• **TASK DETAILS**: Gather up every line from the entries below that uses the word "target".

• **DATA SHOWN**:
use super::*;

fn touch(path: &Path, content: &[u8]) {
    std::fs::create_dir_all(path.parent().unwrap()).unwrap();
    std::fs::write(path, content).unwrap();
}

#[test]
fn scan_is_sorted_and_recursive() {
    let dir = tempfile::tempdir().unwrap();
    let root = dir.path();
    touch(&root.join("b.txt"), b"b");
    touch(&root.join("a.txt"), b"a");
    touch(&root.join("sub/c.txt"), b"c");

    let files = scan(root, &ScanOptions::default()).unwrap();
    let paths: Vec<_> = files.iter().map(|f| f.relative_path.clone()).collect();
    assert_eq!(
        paths,
        vec![
            PathBuf::from("a.txt"),
            PathBuf::from("b.txt"),
            PathBuf::from("sub/c.txt"),
        ]
    );
}

#[test]
fn scan_skips_os_metadata_files() {
    let dir = tempfile::tempdir().unwrap();
    let root = dir.path();
    touch(&root.join(".DS_Store"), b"junk");
    touch(&root.join("Thumbs.db"), b"junk");
    touch(&root.join("real.txt"), b"real");

    let files = scan(root, &ScanOptions::default()).unwrap();
    assert_eq!(files.len(), 1);
    assert_eq!(files[0].relative_path, PathBuf::from("real.txt"));
}

#[test]
fn scan_does_not_follow_symlinks() {
    let dir = tempfile::tempdir().unwrap();
    let root = dir.path();
    let target = root.join("real.txt");
    touch(&target, b"content");

    #[cfg(unix)]
    {
        std::os::unix::fs::symlink(&target, root.join("link.txt")).unwrap();
        let files = scan(root, &ScanOptions::default()).unwrap();
        assert_eq!(files.len(), 1);
        assert_eq!(files[0].relative_path, PathBuf::from("real.txt"));
    }
}

#[test]
fn scan_applies_include_and_exclude_globs() {
    let dir = tempfile::tempdir().unwrap();
    let root = dir.path();
    touch(&root.join("photo.jpg"), b"jpg");
    touch(&root.join("photo.raw"), b"raw");
    touch(&root.join("notes.txt"), b"txt");

    let opts = ScanOptions {
        include: vec!["*.jpg".into(), "*.raw".into()],
        exclude: vec!["*.raw".into()],
        skip_hidden: false,
    };
    let files = scan(root, &opts).unwrap();
    assert_eq!(files.len(), 1);
    assert_eq!(files[0].relative_path, PathBuf::from("photo.jpg"));
}

#[test]
fn scan_skips_hidden_when_requested() {
    let dir = tempfile::tempdir().unwrap();
    let root = dir.path();
    touch(&root.join(".hidden"), b"h");
    touch(&root.join("visible.txt"), b"v");

    let opts = ScanOptions {
        skip_hidden: true,
        ..Default::default()
    };
    let files = scan(root, &opts).unwrap();
    assert_eq!(files.len(), 1);
    assert_eq!(files[0].relative_path, PathBuf::from("visible.txt"));
}
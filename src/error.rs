//! Closed error taxonomy for the ingestion engine.
//!
//! Every fallible operation in this crate returns one of these kinds instead of
//! a bare `io::Error` or a boxed `dyn Error`, so callers can match on what went
//! wrong instead of grepping a message string.

use std::path::PathBuf;

use thiserror::Error;

/// A single error kind produced anywhere in the pipeline.
#[derive(Debug, Error)]
pub enum IngestError {
    #[error("failed to read {path}: {source}")]
    Read {
        path: PathBuf,
        #[source]
        source: std::io::Error,
    },

    #[error("failed to write {path}: {source}")]
    Write {
        path: PathBuf,
        #[source]
        source: std::io::Error,
    },

    #[error("failed to rename {from} to {to}: {source}")]
    Rename {
        from: PathBuf,
        to: PathBuf,
        #[source]
        source: std::io::Error,
    },

    #[error("failed to stat {path}: {source}")]
    Stat {
        path: PathBuf,
        #[source]
        source: std::io::Error,
    },

    #[error("destination {path} already exists")]
    Exists { path: PathBuf },

    #[error("hash mismatch for {path}: expected {expected}, got {actual}")]
    VerifyMismatch {
        path: PathBuf,
        expected: String,
        actual: String,
    },

    #[error("hash algorithm {0} is not available")]
    AlgorithmUnavailable(String),

    #[error("failed to write checkpoint {path}: {source}")]
    CheckpointWrite {
        path: PathBuf,
        #[source]
        source: std::io::Error,
    },

    #[error("checkpoint {path} is not readable by this version: {reason}")]
    SchemaValidation { path: PathBuf, reason: String },

    #[error("metadata extractor {name} is unavailable: {reason}")]
    ExtractorUnavailable { name: String, reason: String },

    #[error("metadata extractor {name} timed out after {timeout_ms}ms on {path}")]
    ExtractorTimeout {
        name: String,
        path: PathBuf,
        timeout_ms: u64,
    },

    #[error("metadata extractor {name} crashed on {path}: {reason}")]
    ExtractorCrash {
        name: String,
        path: PathBuf,
        reason: String,
    },

    #[error("{0}")]
    Other(String),
}

impl IngestError {
    /// Whether a retry of the same operation is likely to succeed.
    ///
    /// Used uniformly by the copier's retry loop and by the pipeline's
    /// fatal-vs-per-file classification, so the transient/fatal judgment
    /// lives in one place.
    pub fn transient(&self) -> bool {
        use std::io::ErrorKind;
        match self {
            IngestError::Read { source, .. }
            | IngestError::Write { source, .. }
            | IngestError::Rename { source, .. }
            | IngestError::Stat { source, .. } => matches!(
                source.kind(),
                ErrorKind::Interrupted | ErrorKind::WouldBlock | ErrorKind::TimedOut
            ) || matches!(source.raw_os_error(), Some(libc::EAGAIN) | Some(libc::ENOMEM)),
            IngestError::VerifyMismatch { .. } => true,
            IngestError::ExtractorTimeout { .. } => true,
            _ => false,
        }
    }

    /// Whether this error kind should abort the whole session rather than
    /// being isolated to the one file that produced it.
    pub fn fatal(&self) -> bool {
        matches!(
            self,
            IngestError::AlgorithmUnavailable(_)
                | IngestError::CheckpointWrite { .. }
                | IngestError::SchemaValidation { .. }
        )
    }
}

pub type Result<T> = std::result::Result<T, IngestError>;
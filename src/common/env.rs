//! Environment-input helpers: hostname, user, platform, time.
//!
//! These feed the provenance fields of the per-file record and the chain of
//! custody. Hostname is read via `uname(2)` rather than an env var, since the
//! `HOSTNAME` environment variable is unreliable (unset by default in most
//! shells, stale after a rename).

use std::ffi::CStr;

use chrono::{DateTime, Utc};

/// The short hostname, as reported by the kernel.
pub fn hostname() -> String {
    unsafe {
        let mut uts: libc::utsname = std::mem::zeroed();
        if libc::uname(&mut uts) == 0 {
            let ptr = uts.nodename.as_ptr() as *const libc::c_char;
            let s = CStr::from_ptr(ptr).to_string_lossy().into_owned();
            if !s.is_empty() {
                return s;
            }
        }
    }
    "unknown-host".to_string()
}

/// The invoking user's login name.
pub fn username() -> String {
    std::env::var("USER")
        .or_else(|_| std::env::var("USERNAME"))
        .unwrap_or_else(|_| "unknown".to_string())
}

/// A short platform identifier (`linux`, `macos`, `windows`, ...).
pub fn platform() -> &'static str {
    std::env::consts::OS
}

/// Current UTC time, used for timestamp fields that must not be recorded as
/// local time (the per-file record and checkpoint are read by tools on other
/// machines).
pub fn now() -> DateTime<Utc> {
    Utc::now()
}
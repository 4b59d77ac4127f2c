use super::*;
use crate::model::FileCategory;

fn sample_record() -> FileRecord {
    let now = Utc::now();
    FileRecord {
        schema_version: 1,
        sidecar_created: now,
        sidecar_updated: now,
        content_hash: "0123456789abcdef".into(),
        content_hash_full: "0123456789abcdef0123456789abcdef0123456789abcdef0123456789abcd".into(),
        hash_algorithm: "blake3".into(),
        file_size: 6,
        verified: true,
        source_hash: Some("0123456789abcdef".into()),
        dest_hash: Some("0123456789abcdef".into()),
        hash_match: Some(true),
        file_category: FileCategory::Document,
        detected_mime_type: "text/plain".into(),
        declared_extension: Some("txt".into()),
        source_path: "/src/a.txt".into(),
        source_filename: "a.txt".into(),
        source_host: "laptop".into(),
        source_volume: None,
        source_volume_serial: None,
        source_type: "local".into(),
        source_device: None,
        original_mtime: now,
        original_ctime: None,
        original_btime: None,
        original_atime: None,
        import_timestamp: now,
        session_id: "01ARZ3NDEKTSV4RRFFQ69G5FAV".into(),
        tool_version: "0.1.0".into(),
        import_user: "alice".into(),
        import_host: "laptop".into(),
        import_platform: "linux".into(),
        import_method: "ingest".into(),
        batch_id: None,
        batch_name: None,
        batch_file_count: None,
        batch_sequence: None,
        was_renamed: Some(false),
        dest_filename: None,
        rename_reason: None,
        related_files: None,
        is_primary_file: Some(true),
        custody_chain: Vec::new(),
        first_seen: now,
        event_count: 0,
        raw_metadata: None,
        category_detail: None,
        copied_companions: None,
        ingested_companions: None,
    }
}

#[test]
fn write_then_read_roundtrips_byte_identical_when_unchanged() {
    let dir = tempfile::tempdir().unwrap();
    let path = dir.path().join("a.txt.xmp");
    let record = sample_record();

    write_xmp(&record, &path).unwrap();
    let first_bytes = std::fs::read(&path).unwrap();

    let parsed = read_xmp(&path).unwrap();
    write_xmp(&parsed, &path).unwrap();
    let second_bytes = std::fs::read(&path).unwrap();

    assert_eq!(first_bytes, second_bytes);
    assert_eq!(parsed.content_hash, record.content_hash);
}

#[test]
fn xmp_envelope_contains_rdf_markers() {
    let dir = tempfile::tempdir().unwrap();
    let path = dir.path().join("a.txt.xmp");
    write_xmp(&sample_record(), &path).unwrap();

    let content = std::fs::read_to_string(&path).unwrap();
    assert!(content.contains("x:xmpmeta"));
    assert!(content.contains("rdf:RDF"));
    assert!(content.contains("wnb:record"));
}

#[test]
fn append_event_bumps_updated_but_not_created() {
    let mut record = sample_record();
    let created = record.sidecar_created;
    let later = created + chrono::Duration::seconds(5);

    record.append_event(
        crate::model::CustodyEvent {
            event_id: "evt-1".into(),
            event_timestamp: later,
            event_action: crate::model::CustodyAction::FixityCheck,
            event_outcome: crate::model::CustodyOutcome::Success,
            event_location: None,
            event_host: "laptop".into(),
            event_user: "alice".into(),
            event_tool: "wnb-ingest".into(),
            event_hash: None,
            event_hash_algorithm: None,
            event_notes: None,
        },
        later,
    );

    assert_eq!(record.sidecar_created, created);
    assert_eq!(record.sidecar_updated, later);
    assert_eq!(record.event_count, 1);
}

#[test]
fn hash_match_absent_when_dest_hash_absent() {
    let mut record = sample_record();
    record.dest_hash = None;
    record.hash_match = None;
    record.verified = false;

    let dir = tempfile::tempdir().unwrap();
    let path = dir.path().join("a.txt.xmp");
    write_xmp(&record, &path).unwrap();
    let parsed = read_xmp(&path).unwrap();
    assert!(parsed.hash_match.is_none());
}
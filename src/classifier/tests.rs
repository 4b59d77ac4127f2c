use super::*;

#[test]
fn detects_jpeg_by_magic_bytes() {
    let dir = tempfile::tempdir().unwrap();
    let path = dir.path().join("photo.jpg");
    let mut data = vec![0xFF, 0xD8, 0xFF, 0xE0];
    data.extend(std::iter::repeat(0u8).take(64));
    std::fs::write(&path, &data).unwrap();

    let c = classify(&path).unwrap();
    assert_eq!(c.category, FileCategory::Image);
    assert_eq!(c.mime_type, "image/jpeg");
    assert!(!c.extension_mismatch);
}

#[test]
fn flags_extension_mismatch() {
    let dir = tempfile::tempdir().unwrap();
    let path = dir.path().join("fake.png");
    let mut data = vec![0xFF, 0xD8, 0xFF, 0xE0];
    data.extend(std::iter::repeat(0u8).take(64));
    std::fs::write(&path, &data).unwrap();

    let c = classify(&path).unwrap();
    assert_eq!(c.category, FileCategory::Image);
    assert_eq!(c.detected_extension.as_deref(), Some("jpg"));
    assert!(c.extension_mismatch);
}

#[test]
fn falls_back_to_extension_for_sidecars() {
    let dir = tempfile::tempdir().unwrap();
    let path = dir.path().join("clip.srt");
    std::fs::write(&path, b"1\n00:00:00,000 --> 00:00:01,000\nHello\n").unwrap();

    let c = classify(&path).unwrap();
    assert_eq!(c.category, FileCategory::Sidecar);
}

#[test]
fn unknown_content_classifies_as_other() {
    let dir = tempfile::tempdir().unwrap();
    let path = dir.path().join("mystery.bin");
    std::fs::write(&path, b"not a recognized format at all").unwrap();

    let c = classify(&path).unwrap();
    assert_eq!(c.category, FileCategory::Other);
}

#[test]
fn zero_byte_file_classifies_without_error() {
    let dir = tempfile::tempdir().unwrap();
    let path = dir.path().join("empty.dat");
    std::fs::write(&path, b"").unwrap();

    let c = classify(&path).unwrap();
    assert_eq!(c.category, FileCategory::Other);
}
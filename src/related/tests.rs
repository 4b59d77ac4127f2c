use super::*;

#[test]
fn raw_and_jpeg_group_with_raw_primary() {
    let paths = vec![
        PathBuf::from("/roll/IMG_0001.JPG"),
        PathBuf::from("/roll/IMG_0001.CR2"),
    ];
    let groups = resolve_related(&paths);
    assert_eq!(groups.len(), 1);
    assert_eq!(groups[0].primary, PathBuf::from("/roll/IMG_0001.CR2"));
    assert_eq!(groups[0].members.len(), 2);
}

#[test]
fn live_photo_pair_groups_with_video_primary() {
    let paths = vec![
        PathBuf::from("/roll/IMG_0002.HEIC"),
        PathBuf::from("/roll/IMG_0002.MOV"),
    ];
    let groups = resolve_related(&paths);
    assert_eq!(groups.len(), 1);
    assert_eq!(groups[0].primary, PathBuf::from("/roll/IMG_0002.MOV"));
}

#[test]
fn avchd_clip_groups_with_mts_primary() {
    let paths = vec![
        PathBuf::from("/clip/00001.MTS"),
        PathBuf::from("/clip/00001.MOI"),
    ];
    let groups = resolve_related(&paths);
    assert_eq!(groups.len(), 1);
    assert_eq!(groups[0].primary, PathBuf::from("/clip/00001.MTS"));
}

#[test]
fn subtitle_sidecar_never_joins_its_same_stem_video_group() {
    let paths = vec![PathBuf::from("/clip/clip.MP4"), PathBuf::from("/clip/clip.SRT")];
    let groups = resolve_related(&paths);
    assert_eq!(groups.len(), 2);
    let video_group = groups.iter().find(|g| g.primary == PathBuf::from("/clip/clip.MP4")).unwrap();
    assert_eq!(video_group.members, vec![PathBuf::from("/clip/clip.MP4")]);
    let srt_group = groups.iter().find(|g| g.primary == PathBuf::from("/clip/clip.SRT")).unwrap();
    assert_eq!(srt_group.members, vec![PathBuf::from("/clip/clip.SRT")]);
}

#[test]
fn singleton_files_remain_their_own_group() {
    let paths = vec![PathBuf::from("/roll/only.jpg")];
    let groups = resolve_related(&paths);
    assert_eq!(groups.len(), 1);
    assert_eq!(groups[0].primary, PathBuf::from("/roll/only.jpg"));
    assert_eq!(groups[0].members.len(), 1);
}

#[test]
fn different_directories_never_group_together() {
    let paths = vec![
        PathBuf::from("/a/IMG_0001.JPG"),
        PathBuf::from("/b/IMG_0001.JPG"),
    ];
    let groups = resolve_related(&paths);
    assert_eq!(groups.len(), 2);
}

#[test]
fn grouping_is_stable_regardless_of_input_order() {
    let forward = vec![
        PathBuf::from("/roll/IMG_0001.JPG"),
        PathBuf::from("/roll/IMG_0001.CR2"),
    ];
    let reversed = vec![
        PathBuf::from("/roll/IMG_0001.CR2"),
        PathBuf::from("/roll/IMG_0001.JPG"),
    ];
    assert_eq!(
        resolve_related(&forward)[0].primary,
        resolve_related(&reversed)[0].primary
    );
}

• **WRITTEN REPLY**:
    let target = root.join("real.txt");
    touch(&target, b"content");
        std::os::unix::fs::symlink(&target, root.join("link.txt")).unwrap();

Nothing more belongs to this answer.